● Description of the task:
A single number is wanted: how many lines of the data include the string "whose".

● Collected data entries:

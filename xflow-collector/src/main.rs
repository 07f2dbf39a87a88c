//! xflow binary.

use std::process::ExitCode;

use clap::Parser;
use xflow_collector::exit::{codes, exit_code};
use xflow_collector::{
    init_tracing, resolve_interface, Cli, CollectArgs, CollectResult, CommandError,
    CommandResult, EngineConfig, Logger, ShutdownFlag, TracingLogger, Verbosity,
};

fn main() -> ExitCode {
    let cli = Cli::parse();
    let args = cli.collect;

    if let Err(e) = init_tracing(Verbosity::from_count(args.debug)) {
        eprintln!("warning: logging unavailable: {}", e);
    }
    let logger = TracingLogger::new();

    // Ctrl+C / SIGTERM ends collection early; the run still drains and reports.
    let shutdown = ShutdownFlag::new();

    match run(&args, &shutdown, &logger) {
        Ok(result) => {
            println!(
                "Finalized {} flows ({} by sweeps, {} at exit) in {} sweeps, wrote {} rows to {}",
                result.report.flows,
                result.swept,
                result.drained,
                result.sweeps,
                result.report.rows,
                result.output.display()
            );
            ExitCode::from(codes::SUCCESS as u8)
        }
        Err(e) => {
            eprintln!("error: {}", e);
            ExitCode::from(exit_code(&e) as u8)
        }
    }
}

fn run(
    args: &CollectArgs,
    shutdown: &ShutdownFlag,
    logger: &TracingLogger,
) -> CommandResult<CollectResult> {
    args.validate()?;
    let interface =
        resolve_interface(args.interface.as_deref()).ok_or(CommandError::NoInterface)?;
    let config = args.engine_config(interface)?;
    logger.verbose(&format!("Configuration: {:?}", config));

    run_with_classifier(&config, shutdown, logger)
}

#[cfg(feature = "bpf")]
fn run_with_classifier(
    config: &EngineConfig,
    shutdown: &ShutdownFlag,
    logger: &TracingLogger,
) -> CommandResult<CollectResult> {
    use std::mem::MaybeUninit;

    use xflow_bpf::BpfFlowMaps;
    use xflow_clock::SystemClock;
    use xflow_collector::{execute_collect, RealSleeper};
    use xflow_fs::RealFilesystem;

    let mut object = MaybeUninit::uninit();
    let maps = BpfFlowMaps::load(&mut object)?;

    execute_collect(
        config,
        maps.live(),
        maps.cold(),
        |interface: &str| maps.attach(interface),
        &SystemClock,
        &RealFilesystem,
        &RealSleeper::new(),
        shutdown,
        logger,
    )
}

#[cfg(not(feature = "bpf"))]
fn run_with_classifier(
    _config: &EngineConfig,
    _shutdown: &ShutdownFlag,
    _logger: &TracingLogger,
) -> CommandResult<CollectResult> {
    Err(CommandError::Bpf(xflow_bpf::BpfError::Load(
        "xflow was built without the `bpf` feature".to_string(),
    )))
}
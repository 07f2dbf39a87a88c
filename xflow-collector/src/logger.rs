//! Logging abstraction.
//!
//! The engine logs through the `Logger` trait so tests can capture output
//! deterministically. In production `TracingLogger` forwards every message to
//! `tracing`, whose subscriber is installed once by `init_tracing`.

use std::sync::{Arc, RwLock};

use tracing::Level;

/// Verbosity level for logging.
#[derive(Debug, Clone, Copy, PartialEq, Eq, PartialOrd, Ord)]
pub enum Verbosity {
    /// Problems that do not stop the run.
    Warn,
    /// Normal output (always shown).
    Normal,
    /// Verbose output (-d).
    Verbose,
    /// Debug output (-dd).
    Debug,
}

impl Verbosity {
    /// Create verbosity from the `-d` flag count.
    pub fn from_count(count: u8) -> Self {
        match count {
            0 => Verbosity::Normal,
            1 => Verbosity::Verbose,
            _ => Verbosity::Debug,
        }
    }

    /// The `tracing` level a message at this verbosity is emitted at.
    pub fn level(self) -> Level {
        match self {
            Verbosity::Warn => Level::WARN,
            Verbosity::Normal => Level::INFO,
            Verbosity::Verbose => Level::DEBUG,
            Verbosity::Debug => Level::TRACE,
        }
    }
}

/// Trait for logging output.
pub trait Logger: Send + Sync {
    /// Log a message at the given verbosity level.
    fn log(&self, level: Verbosity, message: &str);

    fn warn(&self, message: &str) {
        self.log(Verbosity::Warn, message);
    }

    /// Log at normal level (always visible).
    fn info(&self, message: &str) {
        self.log(Verbosity::Normal, message);
    }

    /// Log at verbose level (requires -d).
    fn verbose(&self, message: &str) {
        self.log(Verbosity::Verbose, message);
    }

    /// Log at debug level (requires -dd).
    fn debug(&self, message: &str) {
        self.log(Verbosity::Debug, message);
    }
}

/// Install the global `tracing` subscriber writing to stderr.
///
/// Messages above `verbosity` are filtered by the subscriber, not by the
/// `Logger`. Debug runs also print source locations.
pub fn init_tracing(
    verbosity: Verbosity,
) -> Result<(), tracing::subscriber::SetGlobalDefaultError> {
    let debug = verbosity >= Verbosity::Verbose;
    let subscriber = tracing_subscriber::fmt()
        .with_max_level(verbosity.level())
        .with_writer(std::io::stderr)
        .with_target(false)
        .with_file(debug)
        .with_line_number(debug)
        .finish();

    tracing::subscriber::set_global_default(subscriber)
}

/// Logger that forwards to `tracing`.
#[derive(Debug, Clone, Copy, Default)]
pub struct TracingLogger;

impl TracingLogger {
    pub fn new() -> Self {
        Self
    }
}

impl Logger for TracingLogger {
    fn log(&self, level: Verbosity, message: &str) {
        match level {
            Verbosity::Warn => tracing::warn!("{}", message),
            Verbosity::Normal => tracing::info!("{}", message),
            Verbosity::Verbose => tracing::debug!("{}", message),
            Verbosity::Debug => tracing::trace!("{}", message),
        }
    }
}

/// Mock logger for testing that captures all messages.
#[derive(Debug, Clone)]
pub struct MockLogger {
    messages: Arc<RwLock<Vec<LogEntry>>>,
}

/// A captured log entry.
#[derive(Debug, Clone, PartialEq, Eq)]
pub struct LogEntry {
    pub level: Verbosity,
    pub message: String,
}

impl Default for MockLogger {
    fn default() -> Self {
        Self::new()
    }
}

impl MockLogger {
    pub fn new() -> Self {
        Self {
            messages: Arc::new(RwLock::new(Vec::new())),
        }
    }

    /// Get all captured log entries.
    pub fn entries(&self) -> Vec<LogEntry> {
        self.messages.read().unwrap().clone()
    }

    /// Get all captured messages (just the text).
    pub fn messages(&self) -> Vec<String> {
        self.entries().into_iter().map(|e| e.message).collect()
    }

    /// Get messages at a specific level.
    pub fn messages_at_level(&self, level: Verbosity) -> Vec<String> {
        self.entries()
            .into_iter()
            .filter(|e| e.level == level)
            .map(|e| e.message)
            .collect()
    }

    /// Check if any message contains the given substring.
    pub fn contains(&self, substring: &str) -> bool {
        self.messages().iter().any(|m| m.contains(substring))
    }

    pub fn count(&self) -> usize {
        self.messages.read().unwrap().len()
    }
}

impl Logger for MockLogger {
    fn log(&self, level: Verbosity, message: &str) {
        // Capture every level so tests can check what would be logged.
        self.messages.write().unwrap().push(LogEntry {
            level,
            message: message.to_string(),
        });
    }
}

/// A no-op logger that discards all messages.
#[derive(Debug, Clone, Copy, Default)]
pub struct NullLogger;

impl Logger for NullLogger {
    fn log(&self, _level: Verbosity, _message: &str) {}
}
//! Flow eviction.
//!
//! Flows move from the live table to the cold cache through a single
//! `transfer` routine:
//! - periodic sweeps move flows idle for longer than the threshold
//! - the drain on exit moves everything left
//!
//! Both are two-pass: enumerate and select first, then transfer. The live
//! table is never mutated while it is being enumerated. A flow that comes back
//! after being finalized is folded into its earlier cold record.

use std::path::PathBuf;

use thiserror::Error;
use xflow_bpf::{ColdCache, LiveTable, TableError};
use xflow_clock::TimeOffset;
use xflow_reporter::ReportOptions;
use xflow_schema::{fold_shards, merge_shards, Accumulator, FlowKey};

/// Errors from eviction.
#[derive(Debug, Error)]
pub enum CollectorError {
    #[error("sweep failed: {0}")]
    Sweep(#[source] TableError),

    #[error("drain failed: {0}")]
    Drain(#[source] TableError),
}

/// Validated settings for one collection run.
#[derive(Debug, Clone, PartialEq)]
pub struct EngineConfig {
    /// Interface the classifier is attached to.
    pub interface: String,
    pub run_time_sec: u64,
    /// A flow idle for strictly longer than this is finalized.
    pub idle_threshold_sec: u64,
    pub sweep_interval_sec: u64,
    /// Report destination.
    pub output: PathBuf,
    pub status_file: Option<PathBuf>,
    pub report: ReportOptions,
}

/// Which live flows an eviction pass moves.
#[derive(Debug, Clone, Copy, PartialEq)]
pub enum EvictionPolicy {
    /// Flows whose last packet is more than `threshold_sec` before `now_wall`.
    /// Flows without packets stay.
    Idle {
        offset: TimeOffset,
        threshold_sec: f64,
        now_wall: f64,
    },
    /// Every flow, with or without packets.
    All,
}

enum Selection {
    Evict,
    Keep,
    Phantom,
}

impl EvictionPolicy {
    fn select(&self, shards: &[Accumulator]) -> Selection {
        match *self {
            EvictionPolicy::All => Selection::Evict,
            EvictionPolicy::Idle {
                offset,
                threshold_sec,
                now_wall,
            } => match merge_shards(shards) {
                None => Selection::Phantom,
                Some(view) => {
                    let idle = now_wall - offset.to_wall_seconds(view.latest_end_ns);
                    if idle > threshold_sec {
                        Selection::Evict
                    } else {
                        Selection::Keep
                    }
                }
            },
        }
    }
}

/// Result of one sweep.
#[derive(Debug, Clone, Copy, Default, PartialEq, Eq)]
pub struct SweepOutcome {
    /// Live flows enumerated.
    pub scanned: usize,
    /// Flows moved to the cold cache.
    pub evicted: usize,
    /// Flows seen with no packet on any CPU.
    pub phantoms: usize,
    /// Flows left in the live table.
    pub remaining: usize,
}

/// Result of the drain.
#[derive(Debug, Clone, Copy, Default, PartialEq, Eq)]
pub struct DrainOutcome {
    /// Transfers made, including leftovers.
    pub drained: usize,
    /// Keys found after the eviction pass and transferred directly.
    pub leftovers: usize,
    /// Keys still live at the end. Non-zero only if something kept writing.
    pub remaining: usize,
}

/// Move one flow from the live table to the cold cache.
///
/// The key's shards are read again at transfer time, folded into any earlier
/// cold record for the same key, written to the cold cache and only then
/// deleted from the live table. Returns false if the key is no longer live.
///
/// If the delete fails the cold record is put back the way it was, so the
/// shards still in the live table are counted once by a later transfer.
pub fn transfer<L, C>(live: &L, cold: &C, key: &FlowKey) -> Result<bool, TableError>
where
    L: LiveTable + ?Sized,
    C: ColdCache + ?Sized,
{
    let Some(shards) = live.lookup(key)? else {
        return Ok(false);
    };

    let earlier = cold.lookup(key)?;
    let finalized = match &earlier {
        Some(prev) => fold_shards(prev, &shards),
        None => shards,
    };
    cold.insert(*key, &finalized)?;

    if let Err(e) = live.delete(key) {
        // Put the cold record back; the delete error is what gets returned.
        let _ = match earlier {
            Some(prev) => cold.insert(*key, &prev),
            None => cold.remove(key),
        };
        return Err(e);
    }
    Ok(true)
}

fn evict<L, C>(live: &L, cold: &C, policy: &EvictionPolicy) -> Result<SweepOutcome, TableError>
where
    L: LiveTable + ?Sized,
    C: ColdCache + ?Sized,
{
    let entries = live.entries()?;
    let mut outcome = SweepOutcome {
        scanned: entries.len(),
        ..Default::default()
    };

    let mut candidates = Vec::new();
    for (key, shards) in &entries {
        match policy.select(shards) {
            Selection::Evict => candidates.push(*key),
            Selection::Keep => {}
            Selection::Phantom => outcome.phantoms += 1,
        }
    }

    for key in &candidates {
        if transfer(live, cold, key)? {
            outcome.evicted += 1;
        }
    }
    outcome.remaining = outcome.scanned - outcome.evicted;

    Ok(outcome)
}

/// Move every flow idle for strictly longer than `idle_threshold_sec`.
///
/// `now_wall` is the current Unix time in seconds. Any table error aborts the
/// sweep; flows transferred before the error stay transferred.
pub fn sweep_idle<L, C>(
    live: &L,
    cold: &C,
    offset: TimeOffset,
    idle_threshold_sec: f64,
    now_wall: f64,
) -> Result<SweepOutcome, CollectorError>
where
    L: LiveTable + ?Sized,
    C: ColdCache + ?Sized,
{
    let policy = EvictionPolicy::Idle {
        offset,
        threshold_sec: idle_threshold_sec,
        now_wall,
    };
    evict(live, cold, &policy).map_err(CollectorError::Sweep)
}

/// Move every remaining flow into the cold cache.
///
/// Run once the classifier is detached. An unconditional eviction pass moves
/// every enumerated flow, then any key still present is transferred directly.
/// Keys that reappear even after that (a classifier that failed to detach)
/// are counted in `remaining`; they do not fail the drain.
pub fn drain<L, C>(live: &L, cold: &C) -> Result<DrainOutcome, CollectorError>
where
    L: LiveTable + ?Sized,
    C: ColdCache + ?Sized,
{
    let pass = evict(live, cold, &EvictionPolicy::All).map_err(CollectorError::Drain)?;
    let mut outcome = DrainOutcome {
        drained: pass.evicted,
        ..Default::default()
    };

    for key in live.keys().map_err(CollectorError::Drain)? {
        if transfer(live, cold, &key).map_err(CollectorError::Drain)? {
            outcome.drained += 1;
            outcome.leftovers += 1;
        }
    }

    outcome.remaining = live.keys().map_err(CollectorError::Drain)?.len();
    Ok(outcome)
}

● Result for this task:
2